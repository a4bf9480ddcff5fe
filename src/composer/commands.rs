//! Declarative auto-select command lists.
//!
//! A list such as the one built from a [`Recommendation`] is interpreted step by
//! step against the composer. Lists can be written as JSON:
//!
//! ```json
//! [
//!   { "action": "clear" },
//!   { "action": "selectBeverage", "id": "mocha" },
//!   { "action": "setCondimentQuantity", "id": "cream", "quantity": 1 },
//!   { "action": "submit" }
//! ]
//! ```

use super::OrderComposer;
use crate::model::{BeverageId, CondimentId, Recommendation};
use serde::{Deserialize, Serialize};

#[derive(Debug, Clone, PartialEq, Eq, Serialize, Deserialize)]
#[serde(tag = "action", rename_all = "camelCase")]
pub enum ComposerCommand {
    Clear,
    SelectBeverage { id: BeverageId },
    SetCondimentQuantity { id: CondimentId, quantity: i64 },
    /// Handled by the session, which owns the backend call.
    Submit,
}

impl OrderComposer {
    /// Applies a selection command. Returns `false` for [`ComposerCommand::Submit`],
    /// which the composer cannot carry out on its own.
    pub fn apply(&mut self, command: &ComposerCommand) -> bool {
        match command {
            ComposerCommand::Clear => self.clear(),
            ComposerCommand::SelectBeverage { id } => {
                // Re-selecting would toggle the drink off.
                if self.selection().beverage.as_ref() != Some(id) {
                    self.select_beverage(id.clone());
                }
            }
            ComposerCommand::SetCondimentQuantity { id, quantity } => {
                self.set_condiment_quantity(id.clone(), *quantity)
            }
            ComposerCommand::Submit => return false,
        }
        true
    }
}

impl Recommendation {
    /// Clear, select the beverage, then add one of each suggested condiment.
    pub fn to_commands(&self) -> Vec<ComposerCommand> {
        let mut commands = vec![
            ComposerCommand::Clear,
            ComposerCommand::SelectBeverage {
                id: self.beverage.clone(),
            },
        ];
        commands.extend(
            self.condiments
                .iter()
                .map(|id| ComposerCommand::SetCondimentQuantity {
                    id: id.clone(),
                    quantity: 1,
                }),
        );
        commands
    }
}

---*---

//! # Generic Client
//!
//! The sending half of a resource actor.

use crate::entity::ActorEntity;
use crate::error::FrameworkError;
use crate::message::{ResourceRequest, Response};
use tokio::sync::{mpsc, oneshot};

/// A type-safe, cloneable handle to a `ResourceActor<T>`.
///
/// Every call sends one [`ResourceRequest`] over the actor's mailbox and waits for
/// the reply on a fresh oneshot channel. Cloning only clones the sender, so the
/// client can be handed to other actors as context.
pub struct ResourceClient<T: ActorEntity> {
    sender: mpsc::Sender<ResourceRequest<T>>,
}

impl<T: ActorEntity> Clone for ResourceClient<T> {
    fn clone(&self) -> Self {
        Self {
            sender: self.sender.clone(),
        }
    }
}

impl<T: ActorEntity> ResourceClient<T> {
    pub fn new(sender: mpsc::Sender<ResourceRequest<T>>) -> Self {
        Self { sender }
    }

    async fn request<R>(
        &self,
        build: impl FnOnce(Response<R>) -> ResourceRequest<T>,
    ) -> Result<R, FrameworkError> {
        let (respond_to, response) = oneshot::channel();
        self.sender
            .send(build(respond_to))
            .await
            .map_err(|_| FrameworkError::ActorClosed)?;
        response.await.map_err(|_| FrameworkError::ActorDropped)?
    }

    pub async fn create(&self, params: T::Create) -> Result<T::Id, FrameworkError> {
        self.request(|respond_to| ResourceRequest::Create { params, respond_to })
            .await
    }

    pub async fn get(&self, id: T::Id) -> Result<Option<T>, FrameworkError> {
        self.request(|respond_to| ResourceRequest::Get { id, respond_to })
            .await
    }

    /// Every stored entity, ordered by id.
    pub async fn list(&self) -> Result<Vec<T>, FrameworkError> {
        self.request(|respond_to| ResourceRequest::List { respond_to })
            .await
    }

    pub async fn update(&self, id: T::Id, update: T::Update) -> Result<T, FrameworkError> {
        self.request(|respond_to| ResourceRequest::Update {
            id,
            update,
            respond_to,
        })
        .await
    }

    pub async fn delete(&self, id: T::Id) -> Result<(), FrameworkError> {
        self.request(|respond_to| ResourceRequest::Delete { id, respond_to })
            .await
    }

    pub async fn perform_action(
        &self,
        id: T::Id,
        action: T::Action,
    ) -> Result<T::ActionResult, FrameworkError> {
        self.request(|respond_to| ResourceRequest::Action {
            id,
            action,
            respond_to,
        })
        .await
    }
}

---*---

Report every line of the data above that contains the string "CondimentId" by copying it in full.

use crate::model::{BeverageId, CondimentId, Recommendation};
    SetCondimentQuantity { id: CondimentId, quantity: i64 },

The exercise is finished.